Many are aware of high profile incidents of food fraud, from the 2013 UK Horsemeat scandal to the 2009 Salmonella peanut butter outbreak and the recent scandal surrounding two of Brazil’s largest meat production firms.
While according to the TÜV SÜD Safety Gauge Food Segment Report, only 64 percent of companies say they can trace every component of their products through the supply chain. In a time dubbed the “era of transparency,” this is disconcerting to say the least, and a report released by PwC in 2016 sets the cost of food fraud and adulteration in excess of $40 billion per annum. Regular consumers are affected, but so are national retailers, who unwittingly sell or purchase tarnished products
For consumers, blockchain technology could make a difference. By reading a simple QR code with a smartphone, data such as an animal’s date of birth, use of antibiotics, vaccinations, and where the livestock was harvested can easily be conveyed to the consumer.
Blockchain technology will enable consumers to make more informed decisions when purchasing groceries, reduce food waste, and has the potential to halt the spread of illness by contamination and save millions of lives.
So What is Blockchain?
At its essence, blockchain is a decentralized software mechanism that enables a public distributed ledger system. It allows the tracking and recording of assets and transactions without the presence of a central trust authority such as a bank. Importantly, it relies on public key encryption, or cryptography which makes it difficult for hackers and other cyber criminals to change or steal data. It enables peer-to-peer exchange of data, assets and currencies through rules-based smart contracts in a more efficient, transparent and cost-effective manner. Think of blockchain as a series of data blocks, each containing information about events that have recently occurred. This data can cover any online activity, such as a product purchase, an ownership transfer, a property sale, or a royalty payment. Blockchain data verification and validation is carried out by “miners,” individuals who use cryptographic software and the processing power of their computers to confirm the activity.Each block is securely hashed — meaning it is rendered into a digital representation and the hash is stored in the next block which makes it nearly tamper proof.
Each data block typically contains four pieces of information: a reference to the previous block, the list of transactions including the transaction summary which is created by hashing all the transactions in the block, a time stamp, and optionally a cryptographic proof that ensures that the nodes stay true. The cryptographic proof algorithm varies by blockchain framework, the choice of which is determined by the positioning of the framework’s network security model (public, private, etc.). The blocks are strung together into a chain and broadcast across the network to various nodes. Each node independently validates the blocks and comes to a consensus about the block’s validity before the block is added to the decentralized ledger. This makes it difficult for hackers and fraudsters to introduce fraudulent transactions (as long as a majority of nodes are true), thus ensuring trust and integrity without the need for a central authority (e.g., a bank).
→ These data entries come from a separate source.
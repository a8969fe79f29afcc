/*
MIT License

Copyright (c) 2024 Philipp Schuster

Permission is hereby granted, free of charge, to any person obtaining a copy
of this software and associated documentation files (the "Software"), to deal
in the Software without restriction, including without limitation the rights
to use, copy, modify, merge, publish, distribute, sublicense, and/or sell
copies of the Software, and to permit persons to whom the Software is
furnished to do so, subject to the following conditions:

The above copyright notice and this permission notice shall be included in all
copies or substantial portions of the Software.

THE SOFTWARE IS PROVIDED "AS IS", WITHOUT WARRANTY OF ANY KIND, EXPRESS OR
IMPLIED, INCLUDING BUT NOT LIMITED TO THE WARRANTIES OF MERCHANTABILITY,
FITNESS FOR A PARTICULAR PURPOSE AND NONINFRINGEMENT. IN NO EVENT SHALL THE
AUTHORS OR COPYRIGHT HOLDERS BE LIABLE FOR ANY CLAIM, DAMAGES OR OTHER
LIABILITY, WHETHER IN AN ACTION OF CONTRACT, TORT OR OTHERWISE, ARISING FROM,
OUT OF OR IN CONNECTION WITH THE SOFTWARE OR THE USE OR OTHER DEALINGS IN THE
SOFTWARE.
*/
//! Module for [`Peak`] and the extraction of one peak per analysis window.
//!
//! The audio is divided into windows of equal length (half a second by
//! default). For each window, the loudest sample frame is identified. It's
//! implied that this frame represents the most likely beat within that
//! window. Only the loudest half of those peaks is kept. This allows us to
//! ignore breaks and to address tracks with a tempo below 120 BPM.

use alloc::vec::Vec;
use core::cmp::Ordering;

/// The loudest sample frame within one analysis window.
#[derive(Debug, Copy, Clone, PartialEq)]
pub struct Peak {
    /// Sample-frame index relative to the beginning of the buffer.
    pub position: usize,
    /// Maximum absolute sample value across all channels of that frame.
    pub volume: f32,
}

impl Peak {
    /// Creates a new peak.
    #[must_use]
    pub const fn new(position: usize, volume: f32) -> Self {
        Self { position, volume }
    }
}

/// Returns the number of complete windows in `frame_count` frames.
#[must_use]
pub const fn window_count(frame_count: usize, window_size: usize) -> usize {
    if window_size == 0 {
        0
    } else {
        frame_count / window_size
    }
}

/// Finds the peak of every complete window in `samples` and appends it to
/// `peaks`, in position order.
///
/// `samples` is interleaved audio with `channels` channels. `first_frame` is
/// the index of the first frame of `samples` within the whole buffer and is
/// added to every reported position. A trailing incomplete window is
/// ignored.
pub fn find_window_peaks(
    samples: &[f32],
    channels: usize,
    window_size: usize,
    first_frame: usize,
    peaks: &mut Vec<Peak>,
) {
    debug_assert!(channels > 0);
    let frame_count = samples.len() / channels;
    let windows = window_count(frame_count, window_size);
    if windows == 0 {
        return;
    }
    peaks.reserve(windows);

    for (window_i, window) in samples
        .chunks_exact(channels * window_size)
        .take(windows)
        .enumerate()
    {
        let mut peak = Peak::new(first_frame + window_i * window_size, 0.0);
        for (frame_i, frame) in window.chunks_exact(channels).enumerate() {
            let volume = frame
                .iter()
                .map(|&sample| libm::fabsf(sample))
                .fold(0.0, f32::max);
            if volume > peak.volume {
                peak = Peak::new(first_frame + window_i * window_size + frame_i, volume);
            }
        }
        peaks.push(peak);
    }
}

/// Keeps the loudest half of the peaks (rounded down) and restores their
/// temporal order.
pub fn retain_loudest_half(peaks: &mut Vec<Peak>) {
    // Stable sort: peaks of equal volume keep their temporal order.
    peaks.sort_by(|x, y| y.volume.partial_cmp(&x.volume).unwrap_or(Ordering::Equal));
    peaks.truncate(peaks.len() / 2);
    peaks.sort_by_key(|peak| peak.position);
}

/// Convenient wrapper around [`find_window_peaks`] and
/// [`retain_loudest_half`].
pub fn extract_peaks(
    samples: &[f32],
    channels: usize,
    window_size: usize,
    first_frame: usize,
    peaks: &mut Vec<Peak>,
) {
    find_window_peaks(samples, channels, window_size, first_frame, peaks);
    log::trace!("found {} window peaks", peaks.len());
    retain_loudest_half(peaks);
}
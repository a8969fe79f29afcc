/*
MIT License

Copyright (c) 2024 Philipp Schuster

Permission is hereby granted, free of charge, to any person obtaining a copy
of this software and associated documentation files (the "Software"), to deal
in the Software without restriction, including without limitation the rights
to use, copy, modify, merge, publish, distribute, sublicense, and/or sell
copies of the Software, and to permit persons to whom the Software is
furnished to do so, subject to the following conditions:

The above copyright notice and this permission notice shall be included in all
copies or substantial portions of the Software.

THE SOFTWARE IS PROVIDED "AS IS", WITHOUT WARRANTY OF ANY KIND, EXPRESS OR
IMPLIED, INCLUDING BUT NOT LIMITED TO THE WARRANTIES OF MERCHANTABILITY,
FITNESS FOR A PARTICULAR PURPOSE AND NONINFRINGEMENT. IN NO EVENT SHALL THE
AUTHORS OR COPYRIGHT HOLDERS BE LIABLE FOR ANY CLAIM, DAMAGES OR OTHER
LIABILITY, WHETHER IN AN ACTION OF CONTRACT, TORT OR OTHERWISE, ARISING FROM,
OUT OF OR IN CONNECTION WITH THE SOFTWARE OR THE USE OR OTHER DEALINGS IN THE
SOFTWARE.
*/
//! Module for [`TempoHistogram`].
//!
//! Every peak is compared with the next few peaks. The distance of each such
//! pair implies a tempo. The tempo that is seen the most should be the tempo
//! of the track itself.
//!
//! Peak spacing alone can't distinguish a tempo from its double or half.
//! Hence, each tempo is folded into one octave ([`TempoRange`]) before it is
//! counted.

use crate::peak::Peak;
use alloc::vec::Vec;

/// Default number of following peaks each peak is compared with.
pub const DEFAULT_LOOK_AHEAD: usize = 9;

/// Initial capacity of the histogram. In practice, there are rarely more
/// distinct tempos.
pub const INITIAL_BUCKET_CAPACITY: usize = 256;

/// The octave `[min_bpm, 2 * min_bpm)` into which all tempos are folded.
#[derive(Debug, Copy, Clone, PartialEq, Eq)]
pub struct TempoRange {
    min_bpm: i16,
}

impl TempoRange {
    /// The default range `[90, 180)`.
    pub const DEFAULT: Self = Self { min_bpm: 90 };

    /// Creates the range `[min_bpm, 2 * min_bpm)`. Returns `None` if
    /// `min_bpm` is not positive or the upper bound doesn't fit into an
    /// [`i16`].
    #[must_use]
    pub const fn new(min_bpm: i16) -> Option<Self> {
        if min_bpm > 0 && min_bpm <= i16::MAX / 2 {
            Some(Self { min_bpm })
        } else {
            None
        }
    }

    /// Inclusive lower bound.
    #[must_use]
    pub const fn min_bpm(&self) -> i16 {
        self.min_bpm
    }

    /// Exclusive upper bound.
    #[must_use]
    pub const fn max_bpm(&self) -> i16 {
        self.min_bpm * 2
    }

    /// Doubles or halves `tempo` until it is in the range.
    ///
    /// Returns `None` for tempos that are not positive and finite, as they
    /// can't be folded.
    #[must_use]
    pub fn fold(&self, tempo: f32) -> Option<f32> {
        if !tempo.is_finite() || tempo <= 0.0 {
            return None;
        }

        let min = self.min_bpm as f32;
        let max = self.max_bpm() as f32;
        let mut tempo = tempo;
        while tempo < min {
            tempo *= 2.0;
        }
        while tempo >= max {
            tempo /= 2.0;
        }
        Some(tempo)
    }

    /// Folds `tempo` into the range and rounds it to the bucket key.
    ///
    /// Tempos just below the upper bound that round up to it are mapped to
    /// the lower bound, their octave equivalent.
    #[must_use]
    pub fn bucket_key(&self, tempo: f32) -> Option<i16> {
        let rounded = libm::roundf(self.fold(tempo)?) as i16;
        if rounded >= self.max_bpm() {
            Some(rounded / 2)
        } else {
            Some(rounded)
        }
    }
}

impl Default for TempoRange {
    fn default() -> Self {
        Self::DEFAULT
    }
}

/// Histogram accumulator for one rounded tempo value.
#[derive(Debug, Copy, Clone, PartialEq, Eq)]
pub struct TempoBucket {
    /// Folded and rounded tempo (BPM).
    pub tempo: i16,
    /// Number of peak pairs that implied this tempo.
    pub count: u32,
}

/// Occurrence histogram over the tempos implied by pairs of nearby peaks.
///
/// Buckets are kept in creation order.
#[derive(Debug, Clone, Default, PartialEq, Eq)]
pub struct TempoHistogram {
    buckets: Vec<TempoBucket>,
}

impl TempoHistogram {
    /// Creates an empty histogram with [`INITIAL_BUCKET_CAPACITY`].
    #[must_use]
    pub fn new() -> Self {
        Self {
            buckets: Vec::with_capacity(INITIAL_BUCKET_CAPACITY),
        }
    }

    /// Counts one occurrence of `tempo`. Creates the bucket if necessary.
    pub fn add(&mut self, tempo: i16) {
        match self.buckets.iter_mut().find(|bucket| bucket.tempo == tempo) {
            Some(bucket) => bucket.count += 1,
            None => self.buckets.push(TempoBucket { tempo, count: 1 }),
        }
    }

    /// Measures the distance of every peak to each of the following
    /// `look_ahead` peaks and counts the implied tempo.
    ///
    /// `peaks` must be sorted by position. Pairs at an identical position
    /// are skipped. Returns the number of pairs that were counted.
    pub fn accumulate(
        &mut self,
        peaks: &[Peak],
        sample_rate: u32,
        look_ahead: usize,
        range: TempoRange,
    ) -> usize {
        debug_assert!(peaks.windows(2).all(|w| w[0].position <= w[1].position));
        let mut counted = 0;

        for (index, peak) in peaks.iter().enumerate() {
            for other in peaks.iter().skip(index + 1).take(look_ahead) {
                let delta = other.position.abs_diff(peak.position);
                if delta == 0 {
                    continue;
                }

                let tempo = 60.0 * sample_rate as f32 / delta as f32;
                if let Some(key) = range.bucket_key(tempo) {
                    self.add(key);
                    counted += 1;
                }
            }
        }

        counted
    }

    /// Returns all buckets in creation order.
    #[must_use]
    pub fn buckets(&self) -> &[TempoBucket] {
        &self.buckets
    }

    /// Returns the sum of all bucket counts.
    #[must_use]
    pub fn total_count(&self) -> u64 {
        self.buckets.iter().map(|bucket| u64::from(bucket.count)).sum()
    }

    /// Returns `true` if nothing was counted.
    #[must_use]
    pub fn is_empty(&self) -> bool {
        self.buckets.is_empty()
    }

    /// Removes all buckets but keeps the allocated memory.
    pub fn clear(&mut self) {
        self.buckets.clear();
    }
}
The Value of Blockchain in Supply Chains
With the possibility to improve supply chain transparency and traceability and condense complex supply chain transactions into verifiable, trusted data blocks, there’s promising potential for blockchain.
C. John Langley Jr., Ph.D., clinical professor of supply chain management at Penn State University and coauthor of the 2018 Third-Party Logistics Study, says the increased desire for visibility within the supply chain is driving increased interest in blockchain technology, which breaks each movement down into a block and documents transactions every time a shipment changes hands. Linking the blocks together creates a record for parties involved in the process and provides specific details associated with each movement, which all parties can access.
Blockchain technology can be used to improve the traceability and quality of products by providing reliable information about their origin and status. Aim: provide food products with increased freshness in order to put consumers’ minds at ease. In order to do so, a blockchain relies on three fundamental principles:
- Transparency: since data transferred is accessible to everyone, blockchains help fight against the opacity of supply chains. Supply chain actors can record each step in the manufacturing process of a food product, from its production to its point of sale. This traceability makes it possible to identify any potential problem— contamination of products, breaks in the cold chain— and to take action almost instantly.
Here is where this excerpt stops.